WORK TO COMPLETE —
In the entries below, spot each line with the word "crate" and copy it.

BEGIN

// Elasticsearch Executor - version-gated launch + HTTP readiness

use std::sync::Arc;

use semver::Version;
use tracing::info;

use searchbed_core::domain::{build_command, ElasticsearchConfig, HttpAuth};
use searchbed_core::error::{FixtureError, Result};
use searchbed_core::port::{CommandRunner, SystemCommandRunner};
use searchbed_supervisor::{HttpSupervisor, StartupOptions};

use crate::node::ElasticsearchNode;
use crate::version::VersionDetector;

/// A running, supervised Elasticsearch process.
///
/// [`ElasticsearchExecutor::start`] is the whole startup sequence: derive
/// probe headers from the credentials, detect the binary version, build the
/// launch command, then spawn and wait for the server to answer HTTP. When
/// it returns `Ok` the server is ready; on any error no process is left
/// behind (version and command failures happen before the spawn, supervisor
/// failures kill the child before propagating).
#[derive(Debug)]
pub struct ElasticsearchExecutor {
    config: ElasticsearchConfig,
    version: Version,
    supervisor: HttpSupervisor,
}

impl ElasticsearchExecutor {
    /// Start a supervised server using the system command runner.
    pub async fn start(config: ElasticsearchConfig) -> Result<Self> {
        Self::start_with_runner(config, Arc::new(SystemCommandRunner)).await
    }

    /// Start with an injected [`CommandRunner`] (version-detection seam).
    pub async fn start_with_runner(
        config: ElasticsearchConfig,
        runner: Arc<dyn CommandRunner>,
    ) -> Result<Self> {
        let headers = match &config.http_auth {
            Some(auth) => vec![("Authorization".to_string(), auth.header_value())],
            None => Vec::new(),
        };

        let detector = VersionDetector::new(config.executable.clone(), runner);
        let version = detector.version()?.clone();

        let command = build_command(&config, &version)?;

        info!(
            executable = %config.executable.display(),
            version = %version,
            url = %config.http_url(),
            "starting Elasticsearch"
        );

        let opts = StartupOptions::new(
            command.program,
            command.args,
            config.http_url(),
            config.timeout,
        )
        .with_headers(headers);

        let supervisor = HttpSupervisor::start(opts)
            .await
            .map_err(|e| FixtureError::Startup(e.to_string()))?;

        Ok(Self {
            config,
            version,
            supervisor,
        })
    }

    /// Version reported by the binary, detected once at startup and never
    /// recomputed for this instance.
    pub fn version(&self) -> &Version {
        &self.version
    }

    /// Process id of the supervised server.
    pub fn pid(&self) -> i32 {
        self.supervisor.pid()
    }

    /// Configuration this executor was started with.
    pub fn config(&self) -> &ElasticsearchConfig {
        &self.config
    }

    /// Stop the server: SIGTERM, bounded wait, then SIGKILL.
    ///
    /// Safe to call once; later calls are no-ops.
    pub async fn stop(&mut self) -> Result<()> {
        self.supervisor
            .stop()
            .await
            .map_err(|e| FixtureError::Shutdown(e.to_string()))
    }
}

impl ElasticsearchNode for ElasticsearchExecutor {
    fn host(&self) -> &str {
        &self.config.host
    }

    fn port(&self) -> u16 {
        self.config.port
    }

    fn http_auth(&self) -> Option<&HttpAuth> {
        self.config.http_auth.as_ref()
    }

    fn running(&self) -> bool {
        self.supervisor.running()
    }
}

#[cfg(test)]
mod tests {
    use super::*;
    use searchbed_core::port::command_runner::mocks::MockCommandRunner;
    use std::path::PathBuf;
    use std::time::Duration;

    fn test_config() -> ElasticsearchConfig {
        ElasticsearchConfig {
            executable: PathBuf::from("/nonexistent/elasticsearch"),
            host: "127.0.0.1".to_string(),
            port: 9201,
            tcp_port: 9301,
            pidfile: PathBuf::from("/tmp/searchbed/es.pid"),
            logs_path: PathBuf::from("/tmp/searchbed/logs"),
            works_path: PathBuf::from("/tmp/searchbed/data"),
            cluster_name: "searchbed_tests".to_string(),
            network_publish_host: "127.0.0.1".to_string(),
            index_store_type: "fs".to_string(),
            timeout: Duration::from_secs(5),
            http_auth: None,
        }
    }

    #[tokio::test]
    async fn test_unsupported_version_fails_before_spawn() {
        let runner = Arc::new(MockCommandRunner::with_stdout(
            "Version: 5.6.16, Build: 3a740d1/2019-03-13T15:33:36.565Z, JVM: 1.8.0_201",
        ));

        let result = ElasticsearchExecutor::start_with_runner(test_config(), runner).await;
        assert!(matches!(
            result,
            Err(FixtureError::UnsupportedVersion { .. })
        ));
    }

    #[tokio::test]
    async fn test_missing_executable_fails_detection() {
        let result = ElasticsearchExecutor::start(test_config()).await;

        let err = result.err().expect("start must fail");
        assert!(matches!(err, FixtureError::ExecutableNotFound { .. }));
        assert!(err.to_string().contains("/nonexistent/elasticsearch"));
    }
}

END

WRITTEN RESPONSE —
use crate::node::ElasticsearchNode;
use crate::version::VersionDetector;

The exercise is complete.